Schenectady man headed back to prison after plea in his third drug case

Schenectady man headed back to prison after plea in his third drug case

A Schenectady man convicted a decade ago in a drug trial where the main witness went missing pleaded

A Schenectady man convicted a decade ago in a drug trial where the main witness went missing pleaded guilty to new drug charges Thursday and faces as much as 4 years in prison.

William Hilts, 48, pleaded guilty Thursday to one count of third-degree attempted criminal sale of a controlled substance, a felony.

He admitted to trying to sell cocaine Feb. 27, 2012, on Paige Street. He had been accused of that sale and another in early March on Hulett Street, prosecutor Michael DeMatteo said.

In exchange for his plea, Hilts could receive as little as 18 months in prison. Acting Schenectady County Court Judge Richard Giardino will decide the final term at Hilts’ sentencing in April.

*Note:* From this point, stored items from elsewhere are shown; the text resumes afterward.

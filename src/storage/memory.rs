//! In-process storage backend

use super::traits::{AssociationCount, SlugFilter, StorageError, StorageResult, TagStore};
use crate::tagging::{Association, ExistingTag, RecordRef, Tag};
use dashmap::mapref::entry::Entry;
use dashmap::DashMap;
use std::collections::{BTreeMap, HashSet};

/// Registry key: (department, slug)
type TagKey = (String, String);

/// Tag store held entirely in memory
///
/// Counter updates go through DashMap's entry API, which holds the shard
/// lock for the whole read-modify-write. Nothing is persisted.
#[derive(Debug, Default)]
pub struct MemoryStore {
    tags: DashMap<TagKey, Tag>,
    associations: DashMap<RecordRef, Vec<Association>>,
}

impl MemoryStore {
    pub fn new() -> Self {
        Self::default()
    }

    fn key(slug: &str, department: &str) -> TagKey {
        (department.to_string(), slug.to_string())
    }

    fn sorted(mut tags: Vec<Tag>) -> Vec<Tag> {
        tags.sort_by(|a, b| (&a.department, &a.slug).cmp(&(&b.department, &b.slug)));
        tags
    }
}

impl TagStore for MemoryStore {
    // === Tag Operations ===

    fn insert_tag(&self, tag: &Tag) -> StorageResult<()> {
        match self.tags.entry(Self::key(&tag.slug, &tag.department)) {
            Entry::Occupied(_) => Err(StorageError::DuplicateTag {
                slug: tag.slug.clone(),
                department: tag.department.clone(),
            }),
            Entry::Vacant(slot) => {
                slot.insert(tag.clone());
                Ok(())
            }
        }
    }

    fn load_tag(&self, slug: &str, department: &str) -> StorageResult<Option<Tag>> {
        Ok(self
            .tags
            .get(&Self::key(slug, department))
            .map(|r| r.clone()))
    }

    fn delete_tag(&self, slug: &str, department: &str) -> StorageResult<bool> {
        Ok(self.tags.remove(&Self::key(slug, department)).is_some())
    }

    fn list_tags(&self, department: Option<&str>) -> StorageResult<Vec<Tag>> {
        let tags = self
            .tags
            .iter()
            .filter(|r| department.map_or(true, |d| r.department == d))
            .map(|r| r.value().clone())
            .collect();
        Ok(Self::sorted(tags))
    }

    fn suggested_tags(&self) -> StorageResult<Vec<Tag>> {
        let tags = self
            .tags
            .iter()
            .filter(|r| r.suggested)
            .map(|r| r.value().clone())
            .collect();
        Ok(Self::sorted(tags))
    }

    fn set_suggested(&self, slug: &str, department: &str, suggested: bool) -> StorageResult<bool> {
        match self.tags.get_mut(&Self::key(slug, department)) {
            Some(mut tag) => {
                tag.suggested = suggested;
                Ok(true)
            }
            None => Ok(false),
        }
    }

    fn increment_count(&self, template: &Tag, delta: u64) -> StorageResult<u64> {
        let entry = self
            .tags
            .entry(Self::key(&template.slug, &template.department))
            .and_modify(|tag| tag.count = tag.count.saturating_add(delta))
            .or_insert_with(|| template.clone().with_count(delta));
        Ok(entry.count)
    }

    fn decrement_count(&self, slug: &str, department: &str, delta: u64) -> StorageResult<Option<u64>> {
        Ok(self.tags.get_mut(&Self::key(slug, department)).map(|mut tag| {
            tag.count = tag.count.saturating_sub(delta);
            tag.count
        }))
    }

    fn set_count(&self, template: &Tag, count: u64) -> StorageResult<()> {
        self.tags
            .entry(Self::key(&template.slug, &template.department))
            .and_modify(|tag| tag.count = count)
            .or_insert_with(|| template.clone().with_count(count));
        Ok(())
    }

    // === Association Operations ===

    fn insert_association(&self, association: &Association) -> StorageResult<bool> {
        let mut rows = self.associations.entry(association.record.clone()).or_default();
        if rows.iter().any(|a| a.tag_slug == association.tag_slug) {
            return Ok(false);
        }
        rows.push(association.clone());
        Ok(true)
    }

    fn has_association(&self, record: &RecordRef, slug: &str) -> StorageResult<bool> {
        Ok(self
            .associations
            .get(record)
            .map_or(false, |rows| rows.iter().any(|a| a.tag_slug == slug)))
    }

    fn delete_associations(&self, record: &RecordRef, slug: &str) -> StorageResult<Vec<Association>> {
        let Some(mut rows) = self.associations.get_mut(record) else {
            return Ok(Vec::new());
        };
        let (removed, kept): (Vec<_>, Vec<_>) =
            rows.drain(..).partition(|a| a.tag_slug == slug);
        *rows = kept;
        let now_empty = rows.is_empty();
        drop(rows);

        if now_empty {
            self.associations.remove_if(record, |_, rows| rows.is_empty());
        }
        Ok(removed)
    }

    fn load_associations(&self, record: &RecordRef) -> StorageResult<Vec<Association>> {
        Ok(self
            .associations
            .get(record)
            .map(|rows| rows.clone())
            .unwrap_or_default())
    }

    fn existing_tags(&self, record_type: &str) -> StorageResult<Vec<ExistingTag>> {
        // Collect from associations first so no association shard lock is
        // held while reading the registry.
        let mut in_use: HashSet<TagKey> = HashSet::new();
        let mut names: BTreeMap<String, String> = BTreeMap::new();
        for rows in self.associations.iter().filter(|r| r.key().record_type == record_type) {
            for a in rows.value() {
                in_use.insert((a.department.clone(), a.tag_slug.clone()));
                names
                    .entry(a.tag_slug.clone())
                    .and_modify(|name| {
                        if a.tag_name < *name {
                            *name = a.tag_name.clone();
                        }
                    })
                    .or_insert_with(|| a.tag_name.clone());
            }
        }

        let mut counts: BTreeMap<String, u64> = BTreeMap::new();
        for key in in_use {
            if let Some(tag) = self.tags.get(&key) {
                *counts.entry(tag.slug.clone()).or_default() += tag.count;
            }
        }

        Ok(counts
            .into_iter()
            .filter_map(|(slug, count)| {
                let name = names.remove(&slug)?;
                Some(ExistingTag { slug, name, count })
            })
            .collect())
    }

    fn find_records(&self, record_type: &str, filters: &[SlugFilter]) -> StorageResult<Vec<RecordRef>> {
        if filters.iter().any(SlugFilter::is_unsatisfiable) {
            return Ok(Vec::new());
        }

        let mut records: Vec<RecordRef> = self
            .associations
            .iter()
            .filter(|r| r.key().record_type == record_type && !r.value().is_empty())
            .filter(|r| {
                let slugs: Vec<&str> = r.value().iter().map(|a| a.tag_slug.as_str()).collect();
                filters.iter().all(|f| f.matches(&slugs))
            })
            .map(|r| r.key().clone())
            .collect();

        records.sort_by(|a, b| a.record_id.cmp(&b.record_id));
        Ok(records)
    }

    fn association_counts(&self) -> StorageResult<Vec<AssociationCount>> {
        let mut counts: BTreeMap<TagKey, AssociationCount> = BTreeMap::new();

        for rows in self.associations.iter() {
            for a in rows.value() {
                counts
                    .entry((a.department.clone(), a.tag_slug.clone()))
                    .and_modify(|c| {
                        c.count += 1;
                        c.name = a.tag_name.clone();
                    })
                    .or_insert_with(|| AssociationCount {
                        slug: a.tag_slug.clone(),
                        department: a.department.clone(),
                        name: a.tag_name.clone(),
                        count: 1,
                    });
            }
        }

        Ok(counts.into_values().collect())
    }
}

Hilts was allowed to remain free pending sentencing.

Hilts was previously convicted in a 2003 drug case and sentenced to 10 to 20 years in prison, though he was released in late 2009 and drug law reforms apparently reduced his parole time.

Prior to his trial, he had rejected plea deals that would have gotten him as little as 18 months to 3 years in prison.

The first trial, at which the main witness testified, ended with the jury deadlocked. At the retrial, though, the witness couldn’t be found, so the testimony from the first case was read to the jury. That trial ended in Hilts’ conviction.

Hilts appealed his case all the way to the state’s highest court, the Court of Appeals. It upheld the conviction, finding no fault with the prosecution. The witness had been thoroughly cross-examined in the first trial about his own credibility, as well as other matters.

Hilts was also convicted in a 1990 drug sale, but that conviction was later overturned due to questions over the credibility of a police officer’s testimony. The Schenectady County District Attorney’s Office helped call in the FBI to investigate the officer, but no charges were ever filed.

Hilts is represented by attorney Lee Greenstein.